--- DESCRIPTION OF THE TASK ---
Return only the lines running from the top of the entries to the line with "fn fmt(&self, f: &mut", inclusive, exactly as written.
┌────────
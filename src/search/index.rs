//! Fuzzy index over document names.
//!
//! Each name is scored as a whole string against the query; lower scores are
//! better and `0.0` is an exact substring at the start of the name. Two
//! signals are combined and the better one wins:
//!
//! - approximate substring edit distance (errors per query character), and
//! - subsequence coverage from the `nucleo` matcher (gap characters inside the
//!   matched window per window character).
//!
//! Both add a small proximity penalty for matches that start late. Hits above
//! the threshold are dropped, and ties keep insertion order.
//!
//! An empty (or all-whitespace) query returns no hits.

use nucleo::{Config, Matcher, Utf32Str};

/// Default cutoff; a hit must score at or below this.
pub const DEFAULT_THRESHOLD: f64 = 0.4;

/// Default cap on returned hits.
pub const DEFAULT_LIMIT: usize = 5;

/// Characters of offset that cost a full point of proximity penalty.
const PROXIMITY_DISTANCE: f64 = 100.0;

/// A scored document name.
#[derive(Debug, Clone, PartialEq)]
pub struct SearchHit {
    pub name: String,
    pub score: f64,
}

/// Searchable set of document names.
pub struct SearchIndex {
    names: Vec<String>,
    threshold: f64,
    matcher: Matcher,
}

impl std::fmt::Debug for SearchIndex {
    fn fmt(&self, f: &mut std::fmt::Formatter<'_>) -> std::fmt::Result {
        f.debug_struct("SearchIndex")
            .field("names", &self.names)
            .field("threshold", &self.threshold)
            .finish_non_exhaustive()
    }
}

impl Default for SearchIndex {
    fn default() -> Self {
        Self::new(DEFAULT_THRESHOLD)
    }
}

impl SearchIndex {
    /// Empty index with the given threshold (clamped to `0.0..=1.0`).
    #[must_use]
    pub fn new(threshold: f64) -> Self {
        Self {
            names: Vec::new(),
            threshold: threshold.clamp(0.0, 1.0),
            matcher: Matcher::new(Config::DEFAULT),
        }
    }

    #[must_use]
    pub const fn threshold(&self) -> f64 {
        self.threshold
    }

    /// Replace the indexed names. Iteration order becomes insertion order.
    pub fn rebuild<I, S>(&mut self, names: I)
    where
        I: IntoIterator<Item = S>,
        S: Into<String>,
    {
        self.names.clear();
        for name in names {
            self.insert(name);
        }
    }

    /// Append a name if not already indexed.
    pub fn insert(&mut self, name: impl Into<String>) {
        let name = name.into();
        if !self.names.contains(&name) {
            self.names.push(name);
        }
    }

    /// Best-effort removal by name.
    ///
    /// Returns whether a name was removed. Mutation paths in the session
    /// rebuild from the registry's known names instead of relying on this.
    pub fn remove(&mut self, name: &str) -> bool {
        let before = self.names.len();
        self.names.retain(|indexed| indexed != name);
        self.names.len() != before
    }

    #[must_use]
    pub fn contains(&self, name: &str) -> bool {
        self.names.iter().any(|indexed| indexed == name)
    }

    /// Indexed names in insertion order.
    #[must_use]
    pub fn names(&self) -> &[String] {
        &self.names
    }

    #[must_use]
    pub fn len(&self) -> usize {
        self.names.len()
    }

    #[must_use]
    pub fn is_empty(&self) -> bool {
        self.names.is_empty()
    }

    /// Ranked hits for `query`, best first, at most `limit` of them.
    pub fn search(&mut self, query: &str, limit: usize) -> Vec<SearchHit> {
        let query = query.trim().to_lowercase();
        if query.is_empty() || limit == 0 {
            return Vec::new();
        }
        let needle: Vec<char> = query.chars().collect();

        let mut hits: Vec<SearchHit> = Vec::new();
        for name in &self.names {
            let haystack: Vec<char> = name.to_lowercase().chars().collect();
            let edit = edit_score(&needle, &haystack);
            let subsequence = subsequence_score(&mut self.matcher, &query, name);
            let score = subsequence.map_or(edit, |s| s.min(edit));

            if score <= self.threshold {
                hits.push(SearchHit {
                    name: name.clone(),
                    score,
                });
            }
        }

        // stable sort keeps insertion order for equal scores
        hits.sort_by(|a, b| a.score.total_cmp(&b.score));
        hits.truncate(limit);
        hits
    }
}

/// Approximate substring match: the fewest edits turning `needle` into any
/// substring of `haystack`, divided by the needle length.
fn edit_score(needle: &[char], haystack: &[char]) -> f64 {
    let m = needle.len();
    // previous row; row 0 is all zeros since a match may start anywhere
    let mut prev: Vec<usize> = vec![0; haystack.len() + 1];
    let mut curr: Vec<usize> = vec![0; haystack.len() + 1];

    for (i, nc) in needle.iter().enumerate() {
        curr[0] = i + 1;
        for (j, hc) in haystack.iter().enumerate() {
            let substitution = prev[j] + usize::from(nc != hc);
            let deletion = prev[j + 1] + 1;
            let insertion = curr[j] + 1;
            curr[j + 1] = substitution.min(deletion).min(insertion);
        }
        std::mem::swap(&mut prev, &mut curr);
    }

    let (end, errors) = prev
        .iter()
        .copied()
        .enumerate()
        .min_by_key(|&(_, errors)| errors)
        .unwrap_or((0, m));
    let start = end.saturating_sub(m);

    #[allow(clippy::cast_precision_loss)]
    let score = errors as f64 / m as f64 + start as f64 / PROXIMITY_DISTANCE;
    score.min(1.0)
}

/// Subsequence match through nucleo: share of unmatched characters inside the
/// matched window. `None` when the query is not a subsequence of the name.
fn subsequence_score(matcher: &mut Matcher, needle: &str, name: &str) -> Option<f64> {
    let mut haystack_buf = Vec::new();
    let mut needle_buf = Vec::new();
    let mut indices = Vec::new();

    matcher.fuzzy_indices(
        Utf32Str::new(name, &mut haystack_buf),
        Utf32Str::new(needle, &mut needle_buf),
        &mut indices,
    )?;

    let first = *indices.iter().min()?;
    let last = *indices.iter().max()?;
    let span = last - first + 1;
    let gaps = span.saturating_sub(u32::try_from(indices.len()).unwrap_or(span));

    let score = f64::from(gaps) / f64::from(span) + f64::from(first) / PROXIMITY_DISTANCE;
    Some(score.min(1.0))
}

#[cfg(test)]
mod tests {
    use super::*;

    fn names(hits: &[SearchHit]) -> Vec<&str> {
        hits.iter().map(|hit| hit.name.as_str()).collect()
    }

    #[test]
    fn test_prefix_query_ranks_first() {
        let mut index = SearchIndex::default();
        index.rebuild(["ideas", "todo"]);

        let hits = index.search("tod", DEFAULT_LIMIT);
        assert_eq!(names(&hits), vec!["todo"]);
        assert!(hits[0].score.abs() < f64::EPSILON);
    }

    #[test]
    fn test_one_typo_is_tolerated() {
        let mut index = SearchIndex::default();
        index.rebuild(["groceries", "meeting notes"]);

        let hits = index.search("grocaries", DEFAULT_LIMIT);
        assert_eq!(names(&hits), vec!["groceries"]);
    }

    #[test]
    fn test_case_insensitive() {
        let mut index = SearchIndex::default();
        index.rebuild(["Rust Notes"]);

        assert_eq!(names(&index.search("rust", DEFAULT_LIMIT)), vec!["Rust Notes"]);
        assert_eq!(names(&index.search("NOTES", DEFAULT_LIMIT)), vec!["Rust Notes"]);
    }

    #[test]
    fn test_empty_query_returns_nothing() {
        let mut index = SearchIndex::default();
        index.rebuild(["todo", "ideas"]);

        assert!(index.search("", DEFAULT_LIMIT).is_empty());
        assert!(index.search("   ", DEFAULT_LIMIT).is_empty());
    }

    #[test]
    fn test_threshold_discards_weak_matches() {
        let mut index = SearchIndex::default();
        index.rebuild(["todo", "ideas"]);

        assert!(index.search("xyz", DEFAULT_LIMIT).is_empty());

        let mut strict = SearchIndex::new(0.0);
        strict.rebuild(["todo"]);
        assert!(strict.search("tdo", DEFAULT_LIMIT).is_empty());
        assert_eq!(names(&strict.search("todo", DEFAULT_LIMIT)), vec!["todo"]);
    }

    #[test]
    fn test_ties_keep_insertion_order() {
        let mut index = SearchIndex::default();
        index.rebuild(["note b", "note a", "note c"]);

        let hits = index.search("note", DEFAULT_LIMIT);
        assert_eq!(names(&hits), vec!["note b", "note a", "note c"]);
    }

    #[test]
    fn test_better_scores_first() {
        let mut index = SearchIndex::default();
        index.rebuild(["my journal", "journal"]);

        let hits = index.search("journal", DEFAULT_LIMIT);
        assert_eq!(names(&hits), vec!["journal", "my journal"]);
        assert!(hits[0].score < hits[1].score);
    }

    #[test]
    fn test_limit_caps_results() {
        let mut index = SearchIndex::default();
        index.rebuild((0..10).map(|i| format!("doc {i}")));

        assert_eq!(index.search("doc", DEFAULT_LIMIT).len(), 5);
        assert_eq!(index.search("doc", 2).len(), 2);
        assert!(index.search("doc", 0).is_empty());
    }

    #[test]
    fn test_rebuild_replaces_names() {
        let mut index = SearchIndex::default();
        index.rebuild(["todo"]);
        index.rebuild(["ideas"]);

        assert!(!index.contains("todo"));
        assert!(index.search("todo", DEFAULT_LIMIT).is_empty());
    }

    #[test]
    fn test_insert_and_remove() {
        let mut index = SearchIndex::default();
        index.insert("todo");
        index.insert("todo");
        assert_eq!(index.len(), 1);

        assert!(index.remove("todo"));
        assert!(!index.remove("todo"));
        assert!(index.is_empty());
    }

    #[test]
    fn test_subsequence_with_gap() {
        let mut index = SearchIndex::default();
        index.rebuild(["todo"]);

        let hits = index.search("tdo", DEFAULT_LIMIT);
        assert_eq!(names(&hits), vec!["todo"]);
        assert!(hits[0].score > 0.0);
    }
}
└────────
--- SOLUTION ---
filename src/search/index.rs
//! Fuzzy index over document names.
//!
//! Each name is scored as a whole string against the query; lower scores are
//! better and `0.0` is an exact substring at the start of the name. Two
//! signals are combined and the better one wins:
//!
//! - approximate substring edit distance (errors per query character), and
//! - subsequence coverage from the `nucleo` matcher (gap characters inside the
//!   matched window per window character).
//!
//! Both add a small proximity penalty for matches that start late. Hits above
//! the threshold are dropped, and ties keep insertion order.
//!
//! An empty (or all-whitespace) query returns no hits.

use nucleo::{Config, Matcher, Utf32Str};

/// Default cutoff; a hit must score at or below this.
pub const DEFAULT_THRESHOLD: f64 = 0.4;

/// Default cap on returned hits.
pub const DEFAULT_LIMIT: usize = 5;

/// Characters of offset that cost a full point of proximity penalty.
const PROXIMITY_DISTANCE: f64 = 100.0;

/// A scored document name.
#[derive(Debug, Clone, PartialEq)]
pub struct SearchHit {
    pub name: String,
    pub score: f64,
}

/// Searchable set of document names.
pub struct SearchIndex {
    names: Vec<String>,
    threshold: f64,
    matcher: Matcher,
}

impl std::fmt::Debug for SearchIndex {
    fn fmt(&self, f: &mut std::fmt::Formatter<'_>) -> std::fmt::Result {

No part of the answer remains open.